Polychaetes were collected by the submersible ALVIN on 18 deep (788-3,353 m) seamounts in the eastern Pacific Ocean at 10-degrees, 13-degrees, 20-degrees and 30-degrees N off western Mexico. Polychaetes comprised 57.7% of all macrofauna collected. Average density over all locations was 942 polychaetes/m2. Thirty-eight families were represented among the 1,422 infaunal polychaetes collected. Five families, the Paraonidae, Cirratulidae, Syllidae, Ampharetidae, and Sabellidae, attained average densities > 1 individual/196 cm2 core. We evaluated effects of latitude, local setting, depth, and substrate on polychaete abundance, taxonomic composition, and lifestyles. Unusually high polychaete densities (7,194/m2) and low diversities were observed in a shallow caldera (788 m) at 13-degrees N. Excluding this site, the latitude exhibiting the highest polychaete densities (xBAR = 939/m2) was 10-degrees N. Of the seven settings examined, pit craters (within seamount calderas) supported the highest densities (xBAR = 1031/m2), and hydrothermal oxide fields and seamount bases exhibited the lowest polychaete densities (xBAR = 576-612/m2).

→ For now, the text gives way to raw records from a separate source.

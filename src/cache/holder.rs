use std::sync::atomic::AtomicU64;
use std::sync::atomic::Ordering;
use std::sync::Arc;

use tokio::sync::watch;
use tracing::debug;
use tracing::error;
use tracing::info;
use tracing::trace;
use tracing::warn;

use super::index_key;
use super::ForwardIndex;
use super::ReverseIndex;
use super::RuleCacheEntry;
use crate::constants::INACTIVE_RULE_MAX_AGE;
use crate::metrics::INDEX_SIZE_METRIC;
use crate::metrics::LOAD_VERSION_METRIC;
use crate::metrics::RELEASE_MESSAGE_METRIC;
use crate::metrics::RULE_MERGE_METRIC;
use crate::metrics::SCAN_PASS_METRIC;
use crate::CacheConfig;
use crate::CacheError;
use crate::Error;
use crate::NotificationConfig;
use crate::NotificationError;
use crate::ReleaseMessage;
use crate::ReleaseMessageKeyGenerator;
use crate::ReleaseMessageListener;
use crate::Result;
use crate::RuleStore;
use crate::SystemError;
use crate::TagReleaseRule;

/// What a single merge step did to the indices
#[derive(Debug, Clone, Copy, PartialEq, Eq)]
pub enum MergeOutcome {
    /// Unreleased row, or inactive row with no cached counterpart
    Skipped,
    /// First entry for this branch
    Added,
    /// Strictly newer row superseded the cached counterpart
    Replaced,
    /// Re-observed ACTIVE entry stamped with the current load version
    Refreshed,
    /// Re-observed inactive entry that is still young enough to keep
    Kept,
    /// Inactive entry aged out of both indices
    Evicted,
}

impl MergeOutcome {
    fn as_label(self) -> &'static str {
        match self {
            MergeOutcome::Skipped => "skipped",
            MergeOutcome::Added => "added",
            MergeOutcome::Replaced => "replaced",
            MergeOutcome::Refreshed => "refreshed",
            MergeOutcome::Kept => "kept",
            MergeOutcome::Evicted => "evicted",
        }
    }
}

/// Tag release rule cache.
///
/// Holds a forward index keyed by configuration identity and a reverse index
/// keyed by client identity, both fed from the [`RuleStore`] by two paths: a
/// targeted re-query per release message and a periodic paginated scan. Both
/// paths go through [`TagReleaseRulesHolder::merge_rule`], which decides purely
/// on rule id order and scan age, so concurrent or reordered merges converge.
///
/// Resolution reads never touch the store.
pub struct TagReleaseRulesHolder<S>
where
    S: RuleStore,
{
    store: Arc<S>,
    forward: ForwardIndex,
    reverse: ReverseIndex,
    load_version: AtomicU64,
    key_generator: ReleaseMessageKeyGenerator,
    release_topic: String,
    page_size: usize,
}

impl<S> std::fmt::Debug for TagReleaseRulesHolder<S>
where
    S: RuleStore,
{
    fn fmt(
        &self,
        f: &mut std::fmt::Formatter<'_>,
    ) -> std::fmt::Result {
        f.debug_struct("TagReleaseRulesHolder")
            .field("load_version", &self.load_version())
            .field("forward_len", &self.forward.len())
            .field("reverse_len", &self.reverse.len())
            .finish()
    }
}

impl<S> TagReleaseRulesHolder<S>
where
    S: RuleStore,
{
    pub fn new(
        store: Arc<S>,
        cache_config: &CacheConfig,
        notification_config: &NotificationConfig,
    ) -> Self {
        Self {
            store,
            forward: ForwardIndex::default(),
            reverse: ReverseIndex::default(),
            load_version: AtomicU64::new(0),
            key_generator: ReleaseMessageKeyGenerator::new(notification_config.key_separator),
            release_topic: notification_config.release_topic.clone(),
            page_size: cache_config.scan_page_size.max(1),
        }
    }

    pub fn load_version(&self) -> u64 {
        self.load_version.load(Ordering::Acquire)
    }

    // ----------------------------------------------------------------
    // Resolution

    /// Release id the client should be served for this namespace, if an
    /// ACTIVE released rule binds exactly `client_app_id`/`client_tag`.
    pub fn resolve(
        &self,
        client_app_id: &str,
        client_tag: &str,
        config_app_id: &str,
        config_cluster_name: &str,
        config_namespace: &str,
    ) -> Option<u64> {
        let key = self.forward_key(config_app_id, config_cluster_name, config_namespace);
        let entries = self.forward.snapshot(&key)?;

        entries
            .iter()
            .find(|entry| entry.is_active() && entry.matches(client_app_id, client_tag))
            .map(|entry| entry.release_id)
    }

    /// Whether any ACTIVE released rule of `namespace_name` targets this
    /// client, regardless of cluster.
    pub fn has_tag_rule(
        &self,
        client_app_id: &str,
        client_tag: &str,
        namespace_name: &str,
    ) -> bool {
        let key = self.reverse_key(client_app_id, namespace_name, client_tag);
        self.reverse.contains(&key)
    }

    // ----------------------------------------------------------------
    // Merge

    pub fn merge_rules(
        &self,
        rules: &[TagReleaseRule],
    ) {
        for rule in rules {
            let outcome = self.merge_rule(rule);
            RULE_MERGE_METRIC.with_label_values(&[outcome.as_label()]).inc();
        }
    }

    /// Folds one observed row into both indices.
    pub fn merge_rule(
        &self,
        rule: &TagReleaseRule,
    ) -> MergeOutcome {
        if !rule.is_released() {
            return MergeOutcome::Skipped;
        }

        let key = self.forward_key(&rule.app_id, &rule.parent_cluster_name, &rule.namespace_name);
        let version = self.load_version();

        let outcome = {
            // Serializes merges of the same key. Forward is always locked
            // before reverse.
            let mut slot = self.forward.lock(&key);

            let cached = slot
                .values()
                .find(|entry| entry.branch_name == rule.branch_name)
                .cloned();

            match cached {
                None if !rule.is_active() => MergeOutcome::Skipped,
                None => {
                    self.insert_entry(&mut slot, rule, version);
                    MergeOutcome::Added
                }
                Some(cached) if rule.id > cached.rule_id => {
                    self.insert_entry(&mut slot, rule, version);
                    self.remove_entry(&mut slot, &cached);
                    MergeOutcome::Replaced
                }
                Some(cached) if cached.is_active() => {
                    cached.refresh(version);
                    MergeOutcome::Refreshed
                }
                Some(cached) if cached.age(version) > INACTIVE_RULE_MAX_AGE => {
                    self.remove_entry(&mut slot, &cached);
                    MergeOutcome::Evicted
                }
                Some(_) => MergeOutcome::Kept,
            }
        };

        self.forward.prune(&key);

        trace!(
            rule_id = rule.id,
            branch = %rule.branch_name,
            ?outcome,
            "merged rule into {}",
            key
        );
        outcome
    }

    fn insert_entry(
        &self,
        slot: &mut std::collections::BTreeMap<u64, Arc<RuleCacheEntry>>,
        rule: &TagReleaseRule,
        version: u64,
    ) {
        let entry = Arc::new(RuleCacheEntry::from_rule(rule, version));
        if entry.is_active() {
            self.reverse.insert(&self.entry_reverse_key(&entry), entry.rule_id);
        }
        slot.insert(entry.rule_id, entry);
    }

    fn remove_entry(
        &self,
        slot: &mut std::collections::BTreeMap<u64, Arc<RuleCacheEntry>>,
        entry: &RuleCacheEntry,
    ) {
        slot.remove(&entry.rule_id);
        self.reverse.remove(&self.entry_reverse_key(entry), entry.rule_id);
    }

    // ----------------------------------------------------------------
    // Notification path

    /// Re-queries and merges the namespace named by a release message.
    ///
    /// Returns the number of rows merged.
    pub fn handle_release_message(
        &self,
        message: &ReleaseMessage,
        channel: &str,
    ) -> Result<usize> {
        info!("message received - channel: {}, message: {:?}", channel, message);

        if channel != self.release_topic {
            return Err(NotificationError::UnexpectedChannel(channel.to_string()).into());
        }

        let key = self
            .key_generator
            .parse(&message.message)
            .ok_or_else(|| NotificationError::Malformed {
                channel: channel.to_string(),
                message: message.message.clone(),
            })?;

        let rules = self.store.find_rules_by_natural_key(
            &key.app_id,
            &key.cluster_name,
            &key.namespace_name,
        )?;
        self.merge_rules(&rules);
        self.record_index_sizes();

        debug!("merged {} rules for {:?}", rules.len(), key);
        Ok(rules.len())
    }

    // ----------------------------------------------------------------
    // Scan path

    /// One full pass over the rule table.
    ///
    /// Bumps the load version, then merges ascending-id pages until a short
    /// page. Shutdown is checked between pages. Merges applied before a failure
    /// are kept. Returns the number of rows scanned.
    pub fn scan_pass(
        &self,
        shutdown: &watch::Receiver<()>,
    ) -> Result<usize> {
        let version = self.load_version.fetch_add(1, Ordering::AcqRel) + 1;
        LOAD_VERSION_METRIC.set(version as i64);

        let mut last_scanned_id = 0;
        let mut scanned = 0;

        loop {
            if shutdown_requested(shutdown) {
                return Err(CacheError::Interrupted(version).into());
            }

            let page = self
                .store
                .find_rules_page(last_scanned_id, self.page_size)
                .map_err(|e| CacheError::ScanPass {
                    load_version: version,
                    last_scanned_id,
                    source: Box::new(e),
                })?;

            self.merge_rules(&page);
            scanned += page.len();

            if let Some(last) = page.last() {
                last_scanned_id = last.id;
            }
            if page.len() < self.page_size {
                break;
            }
        }

        Ok(scanned)
    }

    /// Runs [`Self::scan_pass`] and logs the outcome. Never fails.
    pub fn periodic_scan(
        &self,
        shutdown: &watch::Receiver<()>,
    ) {
        match self.scan_pass(shutdown) {
            Ok(scanned) => {
                SCAN_PASS_METRIC.with_label_values(&["ok"]).inc();
                debug!(
                    "scan pass {} merged {} rules",
                    self.load_version(),
                    scanned
                );
            }
            Err(Error::Cache(CacheError::Interrupted(version))) => {
                SCAN_PASS_METRIC.with_label_values(&["interrupted"]).inc();
                info!("scan pass {} abandoned on shutdown", version);
            }
            Err(e) => {
                SCAN_PASS_METRIC.with_label_values(&["failed"]).inc();
                error!("Load tag release rules failed: {}", e);
            }
        }
        self.record_index_sizes();
    }

    fn record_index_sizes(&self) {
        INDEX_SIZE_METRIC
            .with_label_values(&["forward"])
            .set(self.forward.len() as i64);
        INDEX_SIZE_METRIC
            .with_label_values(&["reverse"])
            .set(self.reverse.len() as i64);
    }

    // ----------------------------------------------------------------
    // Keys

    fn forward_key(
        &self,
        app_id: &str,
        cluster_name: &str,
        namespace_name: &str,
    ) -> String {
        index_key(
            self.key_generator.separator(),
            [app_id, cluster_name, namespace_name],
        )
    }

    fn reverse_key(
        &self,
        owner_app_id: &str,
        namespace_name: &str,
        tag: &str,
    ) -> String {
        index_key(self.key_generator.separator(), [owner_app_id, namespace_name, tag])
    }

    fn entry_reverse_key(
        &self,
        entry: &RuleCacheEntry,
    ) -> String {
        self.reverse_key(&entry.owner_app_id, &entry.namespace_name, &entry.tag)
    }
}

impl<S> ReleaseMessageListener for TagReleaseRulesHolder<S>
where
    S: RuleStore,
{
    fn handle_message(
        &self,
        message: &ReleaseMessage,
        channel: &str,
    ) {
        match self.handle_release_message(message, channel) {
            Ok(_) => {
                RELEASE_MESSAGE_METRIC.with_label_values(&["merged"]).inc();
            }
            Err(Error::System(SystemError::Notification(e))) => {
                RELEASE_MESSAGE_METRIC.with_label_values(&["ignored"]).inc();
                error!("Invalid release message: {}", e);
            }
            Err(e) => {
                RELEASE_MESSAGE_METRIC.with_label_values(&["failed"]).inc();
                warn!("Reload tag release rules for {:?} failed: {}", message.message, e);
            }
        }
    }
}

fn shutdown_requested(shutdown: &watch::Receiver<()>) -> bool {
    // A dropped sender means the node is going away too
    shutdown.has_changed().unwrap_or(true)
}

#[cfg(test)]
impl<S> TagReleaseRulesHolder<S>
where
    S: RuleStore,
{
    pub(crate) fn forward_entries(
        &self,
        app_id: &str,
        cluster_name: &str,
        namespace_name: &str,
    ) -> Vec<Arc<RuleCacheEntry>> {
        let key = self.forward_key(app_id, cluster_name, namespace_name);
        self.forward.snapshot(&key).unwrap_or_default()
    }

    pub(crate) fn has_forward_key(
        &self,
        app_id: &str,
        cluster_name: &str,
        namespace_name: &str,
    ) -> bool {
        self.forward
            .contains_key(&self.forward_key(app_id, cluster_name, namespace_name))
    }

    pub(crate) fn reverse_ids(
        &self,
        owner_app_id: &str,
        namespace_name: &str,
        tag: &str,
    ) -> std::collections::BTreeSet<u64> {
        self.reverse.ids(&self.reverse_key(owner_app_id, namespace_name, tag))
    }

    pub(crate) fn index_sizes(&self) -> (usize, usize) {
        (self.forward.len(), self.reverse.len())
    }
}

Rippled foraminiferal sands on volcano summits supported large numbers of filter feeders, particularly sabellids. Regressions of total polychaete abundance on depth and on percent sand were not significant. Large, epifaunal, sediment-agglutinating protozoans (Phylum Sarcodina: Class Xenophyophorea) provided habitat for 34 polychaete species. Polychaete abundance and family composition were generally similar to those reported for other nearshore, deep-sea environments at comparable depths. With the exception of the shallowest site, species richness was typically high.